--- Exercise instructions ---
Write down the whole listing below again without changing a word.

--- Material for this task ---
= = =
//! Standard exit codes (BSD sysexits.h compatible)

/// Command line usage error
pub const USAGE: i32 = 64;

/// Cannot open input (missing prerequisite file)
pub const NOINPUT: i32 = 66;

/// Internal software error
pub const SOFTWARE: i32 = 70;

/// Input/output error
pub const IOERR: i32 = 74;

/// Configuration error
pub const CONFIG: i32 = 78;
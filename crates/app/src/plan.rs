use std::time::Instant;

use axum::{extract::State, Json};
use metrics::{counter, histogram};
use serde::{Deserialize, Serialize};
use tracing::{info, warn};

use sendwarm_contacts::AudienceSelection;
use sendwarm_core::{ScheduleValidator, WarmupConfig, WarmupPlan, WarmupStageGenerator};

use crate::problem::ProblemResponse;
use crate::router::AppState;

/// Body of `POST /warmup/plan`.
#[derive(Debug, Deserialize)]
pub struct PlanRequest {
    pub schedule: WarmupConfig,
    #[serde(default)]
    pub audience: AudienceSelection,
}

/// Successful plan computation response.
#[derive(Debug, Serialize)]
pub struct PlanResponse {
    #[serde(flatten)]
    pub plan: WarmupPlan,
    pub audience: AudienceSummary,
}

/// Provenance of the resolved audience total.
#[derive(Debug, Serialize)]
pub struct AudienceSummary {
    pub total: u64,
    /// `false` when the total is the non-deduplicated cached fallback and may
    /// overcount contacts present in more than one selected source.
    pub authoritative: bool,
}

/// Computes a warmup plan for the requested schedule and audience.
///
/// Validation failures block generation and are attributed to the offending
/// field. A degraded audience resolution does not block: the plan is
/// generated from the approximate total and flagged in the response.
pub async fn handle(
    State(state): State<AppState>,
    Json(request): Json<PlanRequest>,
) -> Result<Json<PlanResponse>, ProblemResponse> {
    let start = Instant::now();

    if let Err(error) = ScheduleValidator::validate(&request.schedule, state.now()) {
        counter!("warmup_plan_requests_total", "result" => "invalid").increment(1);
        return Err(ProblemResponse::from_validation(&error));
    }

    let resolved = state.resolver().resolve(&request.audience).await;
    let path = if resolved.is_authoritative() {
        "authoritative"
    } else {
        "fallback"
    };
    counter!("audience_resolution_total", "path" => path).increment(1);
    if !resolved.is_authoritative() {
        warn!(
            stage = "plan",
            total = resolved.total(),
            "audience resolution degraded to cached sums; total may overcount"
        );
    }

    let plan = WarmupStageGenerator::generate(&request.schedule, resolved.total());
    let summary = plan.summary();
    info!(
        stage = "plan",
        stages = summary.stage_count,
        total_contacts = summary.total_contacts,
        duration_days = summary.estimated_duration_days,
        authoritative = resolved.is_authoritative(),
        "warmup plan generated"
    );

    counter!("warmup_plan_requests_total", "result" => "ok").increment(1);
    histogram!("warmup_plan_latency_seconds").record(start.elapsed().as_secs_f64());

    Ok(Json(PlanResponse {
        plan,
        audience: AudienceSummary {
            total: resolved.total(),
            authoritative: resolved.is_authoritative(),
        },
    }))
}
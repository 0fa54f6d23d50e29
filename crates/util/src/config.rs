use std::{env, fmt, net::SocketAddr, time::Duration};

pub const DEFAULT_BIND_ADDR: &str = "127.0.0.1:8080";
pub const DEFAULT_CONTACTS_API_URL: &str = "http://127.0.0.1:9400/api/";
const DEFAULT_CONTACTS_TIMEOUT_MS: u64 = 3_000;

/// Application runtime environment.
#[derive(Debug, Clone, Copy, PartialEq, Eq)]
pub enum Environment {
    Development,
    Production,
    Test,
}

impl Environment {
    fn from_str(value: &str) -> Result<Self, ConfigError> {
        match value {
            "development" | "dev" => Ok(Self::Development),
            "production" | "prod" => Ok(Self::Production),
            "test" => Ok(Self::Test),
            other => Err(ConfigError::InvalidEnvironment(other.to_string())),
        }
    }

    /// Returns `true` when the current environment should behave as
    /// development.
    pub fn is_development(self) -> bool {
        matches!(self, Self::Development)
    }

    /// Returns the canonical name used for logging/metrics labels.
    pub fn as_str(self) -> &'static str {
        match self {
            Self::Development => "development",
            Self::Production => "production",
            Self::Test => "test",
        }
    }
}

/// Settings for the external contact service used by audience resolution.
#[derive(Debug, Clone)]
pub struct ContactsSettings {
    pub api_url: String,
    pub api_token: Option<String>,
    /// Upper bound on a single count call; resolution falls back to cached
    /// sums when it elapses.
    pub timeout: Duration,
}

/// Runtime configuration resolved from environment variables.
#[derive(Debug, Clone)]
pub struct AppConfig {
    pub bind_addr: SocketAddr,
    pub environment: Environment,
    pub contacts: ContactsSettings,
}

impl AppConfig {
    /// Constructs the configuration by reading and validating environment
    /// variables.
    pub fn from_env() -> Result<Self, ConfigError> {
        let env_value = env::var("APP_ENV").unwrap_or_else(|_| "development".to_string());
        let environment = Environment::from_str(&env_value)?;

        let bind_value =
            env::var("APP_BIND_ADDR").unwrap_or_else(|_| DEFAULT_BIND_ADDR.to_string());
        let bind_addr = bind_value.parse().map_err(ConfigError::BindAddress)?;

        let api_url = env::var("CONTACTS_API_URL")
            .unwrap_or_else(|_| DEFAULT_CONTACTS_API_URL.to_string());
        let api_token = env::var("CONTACTS_API_TOKEN")
            .ok()
            .filter(|token| !token.is_empty());
        let timeout_ms = match env::var("CONTACTS_TIMEOUT_MS") {
            Ok(raw) => raw
                .parse::<u64>()
                .map_err(|_| ConfigError::InvalidTimeout(raw))?,
            Err(_) => DEFAULT_CONTACTS_TIMEOUT_MS,
        };

        Ok(Self {
            bind_addr,
            environment,
            contacts: ContactsSettings {
                api_url,
                api_token,
                timeout: Duration::from_millis(timeout_ms),
            },
        })
    }
}

/// Errors that can occur during configuration loading.
#[derive(Debug)]
pub enum ConfigError {
    InvalidEnvironment(String),
    BindAddress(std::net::AddrParseError),
    InvalidTimeout(String),
}

impl fmt::Display for ConfigError {
    fn fmt(&self, f: &mut fmt::Formatter<'_>) -> fmt::Result {
        match self {
            Self::InvalidEnvironment(value) => write!(
                f,
                "APP_ENV must be one of 'development', 'production', or 'test' (got {value})"
            ),
            Self::BindAddress(err) => write!(f, "invalid APP_BIND_ADDR value: {err}"),
            Self::InvalidTimeout(value) => write!(
                f,
                "CONTACTS_TIMEOUT_MS must be a whole number of milliseconds (got {value})"
            ),
        }
    }
}

impl std::error::Error for ConfigError {}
= = =
--- Problem solution ---
//! Standard exit codes (BSD sysexits.h compatible)

/// Command line usage error
pub const USAGE: i32 = 64;

/// Cannot open input (missing prerequisite file)
pub const NOINPUT: i32 = 66;

/// Internal software error
pub const SOFTWARE: i32 = 70;

/// Input/output error
pub const IOERR: i32 = 74;

/// Configuration error
pub const CONFIG: i32 = 78;
filename crates/app/src/plan.rs
use std::time::Instant;

use axum::{extract::State, Json};
use metrics::{counter, histogram};
use serde::{Deserialize, Serialize};
use tracing::{info, warn};

use sendwarm_contacts::AudienceSelection;
use sendwarm_core::{ScheduleValidator, WarmupConfig, WarmupPlan, WarmupStageGenerator};

use crate::problem::ProblemResponse;
use crate::router::AppState;

/// Body of `POST /warmup/plan`.
#[derive(Debug, Deserialize)]
pub struct PlanRequest {
    pub schedule: WarmupConfig,
    #[serde(default)]
    pub audience: AudienceSelection,
}

/// Successful plan computation response.
#[derive(Debug, Serialize)]
pub struct PlanResponse {
    #[serde(flatten)]
    pub plan: WarmupPlan,
    pub audience: AudienceSummary,
}

/// Provenance of the resolved audience total.
#[derive(Debug, Serialize)]
pub struct AudienceSummary {
    pub total: u64,
    /// `false` when the total is the non-deduplicated cached fallback and may
    /// overcount contacts present in more than one selected source.
    pub authoritative: bool,
}

/// Computes a warmup plan for the requested schedule and audience.
///
/// Validation failures block generation and are attributed to the offending
/// field. A degraded audience resolution does not block: the plan is
/// generated from the approximate total and flagged in the response.
pub async fn handle(
    State(state): State<AppState>,
    Json(request): Json<PlanRequest>,
) -> Result<Json<PlanResponse>, ProblemResponse> {
    let start = Instant::now();

    if let Err(error) = ScheduleValidator::validate(&request.schedule, state.now()) {
        counter!("warmup_plan_requests_total", "result" => "invalid").increment(1);
        return Err(ProblemResponse::from_validation(&error));
    }

    let resolved = state.resolver().resolve(&request.audience).await;
    let path = if resolved.is_authoritative() {
        "authoritative"
    } else {
        "fallback"
    };
    counter!("audience_resolution_total", "path" => path).increment(1);
    if !resolved.is_authoritative() {
        warn!(
            stage = "plan",
            total = resolved.total(),
            "audience resolution degraded to cached sums; total may overcount"
        );
    }

    let plan = WarmupStageGenerator::generate(&request.schedule, resolved.total());
    let summary = plan.summary();
    info!(
        stage = "plan",
        stages = summary.stage_count,
        total_contacts = summary.total_contacts,
        duration_days = summary.estimated_duration_days,
        authoritative = resolved.is_authoritative(),
        "warmup plan generated"
    );

    counter!("warmup_plan_requests_total", "result" => "ok").increment(1);
    histogram!("warmup_plan_latency_seconds").record(start.elapsed().as_secs_f64());

    Ok(Json(PlanResponse {
        plan,
        audience: AudienceSummary {
            total: resolved.total(),
            authoritative: resolved.is_authoritative(),
        },
    }))
}
repository 0fa54f6d23d50e29
filename crates/util/src/config.rs
use std::{env, fmt, net::SocketAddr, time::Duration};

pub const DEFAULT_BIND_ADDR: &str = "127.0.0.1:8080";
pub const DEFAULT_CONTACTS_API_URL: &str = "http://127.0.0.1:9400/api/";
const DEFAULT_CONTACTS_TIMEOUT_MS: u64 = 3_000;

/// Application runtime environment.
#[derive(Debug, Clone, Copy, PartialEq, Eq)]
pub enum Environment {
    Development,
    Production,
    Test,
}

impl Environment {
    fn from_str(value: &str) -> Result<Self, ConfigError> {
        match value {
            "development" | "dev" => Ok(Self::Development),
            "production" | "prod" => Ok(Self::Production),
            "test" => Ok(Self::Test),
            other => Err(ConfigError::InvalidEnvironment(other.to_string())),
        }
    }

    /// Returns `true` when the current environment should behave as
    /// development.
    pub fn is_development(self) -> bool {
        matches!(self, Self::Development)
    }

    /// Returns the canonical name used for logging/metrics labels.
    pub fn as_str(self) -> &'static str {
        match self {
            Self::Development => "development",
            Self::Production => "production",
            Self::Test => "test",
        }
    }
}

/// Settings for the external contact service used by audience resolution.
#[derive(Debug, Clone)]
pub struct ContactsSettings {
    pub api_url: String,
    pub api_token: Option<String>,
    /// Upper bound on a single count call; resolution falls back to cached
    /// sums when it elapses.
    pub timeout: Duration,
}

/// Runtime configuration resolved from environment variables.
#[derive(Debug, Clone)]
pub struct AppConfig {
    pub bind_addr: SocketAddr,
    pub environment: Environment,
    pub contacts: ContactsSettings,
}

impl AppConfig {
    /// Constructs the configuration by reading and validating environment
    /// variables.
    pub fn from_env() -> Result<Self, ConfigError> {
        let env_value = env::var("APP_ENV").unwrap_or_else(|_| "development".to_string());
        let environment = Environment::from_str(&env_value)?;

        let bind_value =
            env::var("APP_BIND_ADDR").unwrap_or_else(|_| DEFAULT_BIND_ADDR.to_string());
        let bind_addr = bind_value.parse().map_err(ConfigError::BindAddress)?;

        let api_url = env::var("CONTACTS_API_URL")
            .unwrap_or_else(|_| DEFAULT_CONTACTS_API_URL.to_string());
        let api_token = env::var("CONTACTS_API_TOKEN")
            .ok()
            .filter(|token| !token.is_empty());
        let timeout_ms = match env::var("CONTACTS_TIMEOUT_MS") {
            Ok(raw) => raw
                .parse::<u64>()
                .map_err(|_| ConfigError::InvalidTimeout(raw))?,
            Err(_) => DEFAULT_CONTACTS_TIMEOUT_MS,
        };

        Ok(Self {
            bind_addr,
            environment,
            contacts: ContactsSettings {
                api_url,
                api_token,
                timeout: Duration::from_millis(timeout_ms),
            },
        })
    }
}

/// Errors that can occur during configuration loading.
#[derive(Debug)]
pub enum ConfigError {
    InvalidEnvironment(String),
    BindAddress(std::net::AddrParseError),
    InvalidTimeout(String),
}

impl fmt::Display for ConfigError {
    fn fmt(&self, f: &mut fmt::Formatter<'_>) -> fmt::Result {
        match self {
            Self::InvalidEnvironment(value) => write!(
                f,
                "APP_ENV must be one of 'development', 'production', or 'test' (got {value})"
            ),
            Self::BindAddress(err) => write!(f, "invalid APP_BIND_ADDR value: {err}"),
            Self::InvalidTimeout(value) => write!(
                f,
                "CONTACTS_TIMEOUT_MS must be a whole number of milliseconds (got {value})"
            ),
        }
    }
}

impl std::error::Error for ConfigError {}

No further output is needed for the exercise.